» **SOURCE RECORDS**
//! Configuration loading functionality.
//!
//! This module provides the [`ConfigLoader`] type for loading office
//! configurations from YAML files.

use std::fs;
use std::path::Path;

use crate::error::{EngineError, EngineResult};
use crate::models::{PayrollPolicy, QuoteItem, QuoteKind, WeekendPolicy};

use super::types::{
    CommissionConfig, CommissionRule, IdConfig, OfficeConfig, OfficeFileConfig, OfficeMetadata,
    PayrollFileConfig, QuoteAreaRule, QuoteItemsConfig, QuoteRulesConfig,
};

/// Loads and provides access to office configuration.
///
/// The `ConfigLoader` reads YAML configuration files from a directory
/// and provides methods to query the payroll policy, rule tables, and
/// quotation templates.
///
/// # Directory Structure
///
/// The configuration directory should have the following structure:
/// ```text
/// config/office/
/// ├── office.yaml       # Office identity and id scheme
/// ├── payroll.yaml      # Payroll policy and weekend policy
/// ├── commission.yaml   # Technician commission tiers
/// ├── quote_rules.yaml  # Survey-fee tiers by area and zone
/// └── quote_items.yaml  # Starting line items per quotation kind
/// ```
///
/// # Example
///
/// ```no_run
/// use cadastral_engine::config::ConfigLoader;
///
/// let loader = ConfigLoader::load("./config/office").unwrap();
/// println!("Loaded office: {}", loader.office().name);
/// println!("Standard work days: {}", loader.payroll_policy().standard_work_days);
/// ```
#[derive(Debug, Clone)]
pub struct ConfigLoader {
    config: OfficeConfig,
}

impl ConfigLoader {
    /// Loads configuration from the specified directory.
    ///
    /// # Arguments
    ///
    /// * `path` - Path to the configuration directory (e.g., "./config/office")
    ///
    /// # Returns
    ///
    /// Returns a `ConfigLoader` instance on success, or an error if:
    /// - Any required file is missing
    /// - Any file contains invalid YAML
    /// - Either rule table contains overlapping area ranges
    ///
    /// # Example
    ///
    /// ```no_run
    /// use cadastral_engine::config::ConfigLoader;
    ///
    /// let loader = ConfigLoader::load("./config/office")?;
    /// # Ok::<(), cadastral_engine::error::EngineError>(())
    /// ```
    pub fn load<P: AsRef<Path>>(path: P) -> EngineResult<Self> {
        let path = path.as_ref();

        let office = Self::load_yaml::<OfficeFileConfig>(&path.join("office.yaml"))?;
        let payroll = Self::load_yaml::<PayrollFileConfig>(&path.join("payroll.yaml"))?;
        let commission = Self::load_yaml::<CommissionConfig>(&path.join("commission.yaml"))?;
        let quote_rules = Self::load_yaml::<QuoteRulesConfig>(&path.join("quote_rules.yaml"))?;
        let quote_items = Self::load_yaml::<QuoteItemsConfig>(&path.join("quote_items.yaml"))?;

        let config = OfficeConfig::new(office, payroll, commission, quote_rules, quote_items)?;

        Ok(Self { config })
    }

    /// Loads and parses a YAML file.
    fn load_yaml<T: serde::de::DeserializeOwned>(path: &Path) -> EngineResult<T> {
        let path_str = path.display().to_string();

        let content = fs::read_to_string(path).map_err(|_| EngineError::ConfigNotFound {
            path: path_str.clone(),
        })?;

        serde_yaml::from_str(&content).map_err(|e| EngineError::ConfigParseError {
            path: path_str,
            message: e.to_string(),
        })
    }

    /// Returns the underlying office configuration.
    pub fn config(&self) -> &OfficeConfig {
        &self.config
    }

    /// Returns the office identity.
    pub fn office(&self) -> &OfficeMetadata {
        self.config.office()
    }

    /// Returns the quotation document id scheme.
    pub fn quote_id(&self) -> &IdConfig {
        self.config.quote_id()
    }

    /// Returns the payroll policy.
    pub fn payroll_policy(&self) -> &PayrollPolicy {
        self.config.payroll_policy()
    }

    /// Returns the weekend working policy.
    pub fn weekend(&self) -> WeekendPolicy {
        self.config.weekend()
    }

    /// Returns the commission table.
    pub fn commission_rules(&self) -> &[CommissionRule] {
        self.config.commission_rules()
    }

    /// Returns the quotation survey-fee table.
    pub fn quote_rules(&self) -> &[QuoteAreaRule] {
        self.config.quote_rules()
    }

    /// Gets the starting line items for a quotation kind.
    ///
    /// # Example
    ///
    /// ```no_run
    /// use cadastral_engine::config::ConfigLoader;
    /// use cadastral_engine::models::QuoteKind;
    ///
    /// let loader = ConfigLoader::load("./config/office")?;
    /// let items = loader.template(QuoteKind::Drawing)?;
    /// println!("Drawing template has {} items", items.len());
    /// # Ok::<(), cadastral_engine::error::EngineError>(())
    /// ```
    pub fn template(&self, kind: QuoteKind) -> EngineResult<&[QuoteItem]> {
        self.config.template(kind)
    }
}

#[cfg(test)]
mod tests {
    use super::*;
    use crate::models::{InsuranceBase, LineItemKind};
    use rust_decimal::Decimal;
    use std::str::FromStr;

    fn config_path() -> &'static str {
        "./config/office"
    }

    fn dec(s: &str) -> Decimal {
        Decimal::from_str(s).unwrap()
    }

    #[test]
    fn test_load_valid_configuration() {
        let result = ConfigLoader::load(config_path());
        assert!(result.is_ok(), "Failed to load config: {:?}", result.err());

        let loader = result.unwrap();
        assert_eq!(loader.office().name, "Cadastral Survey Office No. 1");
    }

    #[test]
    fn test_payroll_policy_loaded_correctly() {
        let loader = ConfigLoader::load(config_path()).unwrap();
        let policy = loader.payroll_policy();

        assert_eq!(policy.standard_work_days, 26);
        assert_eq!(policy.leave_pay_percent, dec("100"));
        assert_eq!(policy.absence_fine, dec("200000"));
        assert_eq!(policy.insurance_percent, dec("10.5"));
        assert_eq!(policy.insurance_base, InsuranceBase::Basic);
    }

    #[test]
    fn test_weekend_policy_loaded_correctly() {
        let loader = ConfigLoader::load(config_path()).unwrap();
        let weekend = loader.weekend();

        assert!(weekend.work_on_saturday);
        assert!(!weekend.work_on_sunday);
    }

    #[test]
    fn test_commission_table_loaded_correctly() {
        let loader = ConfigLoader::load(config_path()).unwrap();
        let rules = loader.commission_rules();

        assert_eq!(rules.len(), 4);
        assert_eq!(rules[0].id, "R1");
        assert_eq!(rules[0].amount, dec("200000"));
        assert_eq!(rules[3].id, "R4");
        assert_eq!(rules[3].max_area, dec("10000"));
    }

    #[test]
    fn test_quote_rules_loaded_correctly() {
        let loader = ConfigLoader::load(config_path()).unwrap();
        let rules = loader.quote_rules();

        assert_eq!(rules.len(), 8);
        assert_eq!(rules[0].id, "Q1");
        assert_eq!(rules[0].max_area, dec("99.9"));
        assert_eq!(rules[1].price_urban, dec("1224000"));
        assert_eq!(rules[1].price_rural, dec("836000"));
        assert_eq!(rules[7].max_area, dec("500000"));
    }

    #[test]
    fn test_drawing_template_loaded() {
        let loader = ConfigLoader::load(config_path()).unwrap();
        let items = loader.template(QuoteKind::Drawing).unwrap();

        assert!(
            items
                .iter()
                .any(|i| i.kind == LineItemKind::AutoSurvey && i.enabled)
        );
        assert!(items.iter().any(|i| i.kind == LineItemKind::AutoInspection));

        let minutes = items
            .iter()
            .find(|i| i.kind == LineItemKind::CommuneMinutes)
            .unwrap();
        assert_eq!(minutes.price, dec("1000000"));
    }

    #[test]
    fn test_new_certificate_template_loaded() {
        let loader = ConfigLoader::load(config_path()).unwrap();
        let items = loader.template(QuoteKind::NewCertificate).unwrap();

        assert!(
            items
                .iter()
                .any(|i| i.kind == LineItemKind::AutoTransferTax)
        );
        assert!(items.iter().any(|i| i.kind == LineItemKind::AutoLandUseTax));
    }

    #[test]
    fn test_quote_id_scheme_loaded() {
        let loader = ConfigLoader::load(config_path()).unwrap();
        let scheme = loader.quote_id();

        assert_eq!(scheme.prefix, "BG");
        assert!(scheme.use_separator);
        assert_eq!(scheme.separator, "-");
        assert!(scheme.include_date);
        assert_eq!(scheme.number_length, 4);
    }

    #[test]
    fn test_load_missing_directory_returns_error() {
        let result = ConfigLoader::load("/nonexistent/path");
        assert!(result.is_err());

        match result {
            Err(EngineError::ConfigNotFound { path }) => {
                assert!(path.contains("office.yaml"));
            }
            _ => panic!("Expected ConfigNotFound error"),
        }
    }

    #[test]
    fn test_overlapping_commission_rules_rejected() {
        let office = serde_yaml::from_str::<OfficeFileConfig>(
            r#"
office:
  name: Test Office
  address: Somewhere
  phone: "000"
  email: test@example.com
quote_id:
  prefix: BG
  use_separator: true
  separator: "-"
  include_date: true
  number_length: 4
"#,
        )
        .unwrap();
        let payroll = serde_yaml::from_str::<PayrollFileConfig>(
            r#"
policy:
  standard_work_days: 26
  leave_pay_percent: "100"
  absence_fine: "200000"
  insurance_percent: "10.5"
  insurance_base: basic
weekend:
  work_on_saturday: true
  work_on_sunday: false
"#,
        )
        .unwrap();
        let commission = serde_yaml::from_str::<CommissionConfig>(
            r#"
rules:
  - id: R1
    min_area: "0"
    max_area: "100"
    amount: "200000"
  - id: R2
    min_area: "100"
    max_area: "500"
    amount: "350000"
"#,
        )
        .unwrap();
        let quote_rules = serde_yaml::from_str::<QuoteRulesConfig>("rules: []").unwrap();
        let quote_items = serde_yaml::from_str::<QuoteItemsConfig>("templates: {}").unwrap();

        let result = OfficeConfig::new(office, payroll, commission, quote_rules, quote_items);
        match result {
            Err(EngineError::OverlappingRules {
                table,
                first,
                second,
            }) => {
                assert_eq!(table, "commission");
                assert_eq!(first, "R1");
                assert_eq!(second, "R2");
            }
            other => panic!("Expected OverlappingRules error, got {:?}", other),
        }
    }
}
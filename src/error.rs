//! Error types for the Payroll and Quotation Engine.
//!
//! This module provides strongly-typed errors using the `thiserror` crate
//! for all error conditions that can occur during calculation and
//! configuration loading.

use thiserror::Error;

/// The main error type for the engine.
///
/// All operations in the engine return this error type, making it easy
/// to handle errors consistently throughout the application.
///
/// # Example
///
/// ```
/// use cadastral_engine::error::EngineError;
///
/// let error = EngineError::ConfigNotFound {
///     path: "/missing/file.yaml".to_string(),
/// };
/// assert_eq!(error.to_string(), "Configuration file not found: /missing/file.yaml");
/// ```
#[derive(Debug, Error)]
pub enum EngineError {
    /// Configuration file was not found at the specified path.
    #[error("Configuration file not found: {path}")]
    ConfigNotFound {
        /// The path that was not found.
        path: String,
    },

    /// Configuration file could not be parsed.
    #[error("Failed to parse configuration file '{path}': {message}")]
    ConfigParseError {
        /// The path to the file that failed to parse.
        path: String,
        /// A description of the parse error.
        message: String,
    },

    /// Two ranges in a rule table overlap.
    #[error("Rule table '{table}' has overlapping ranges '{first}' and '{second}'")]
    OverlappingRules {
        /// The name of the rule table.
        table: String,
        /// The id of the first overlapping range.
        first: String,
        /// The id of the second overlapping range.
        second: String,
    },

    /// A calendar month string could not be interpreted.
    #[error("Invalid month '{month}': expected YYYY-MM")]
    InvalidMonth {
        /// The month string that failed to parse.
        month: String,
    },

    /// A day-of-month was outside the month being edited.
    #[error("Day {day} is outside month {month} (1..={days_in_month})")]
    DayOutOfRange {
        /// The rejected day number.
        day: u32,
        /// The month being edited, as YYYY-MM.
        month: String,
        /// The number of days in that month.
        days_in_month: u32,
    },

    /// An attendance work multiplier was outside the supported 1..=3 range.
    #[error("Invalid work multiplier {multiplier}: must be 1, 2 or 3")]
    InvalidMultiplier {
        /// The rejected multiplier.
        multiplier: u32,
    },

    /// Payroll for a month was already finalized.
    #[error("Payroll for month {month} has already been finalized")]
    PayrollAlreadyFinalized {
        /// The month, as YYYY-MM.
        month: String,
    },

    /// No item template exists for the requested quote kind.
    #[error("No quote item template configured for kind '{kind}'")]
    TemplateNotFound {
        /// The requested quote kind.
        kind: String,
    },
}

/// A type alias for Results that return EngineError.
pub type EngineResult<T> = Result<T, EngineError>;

» **WHAT THE EXERCISE ASKS**
Among the entries, how many lines carry "QuoteRulesConfig"? Reply with a number and nothing else.

» **ANSWER TO THIS TASK**
3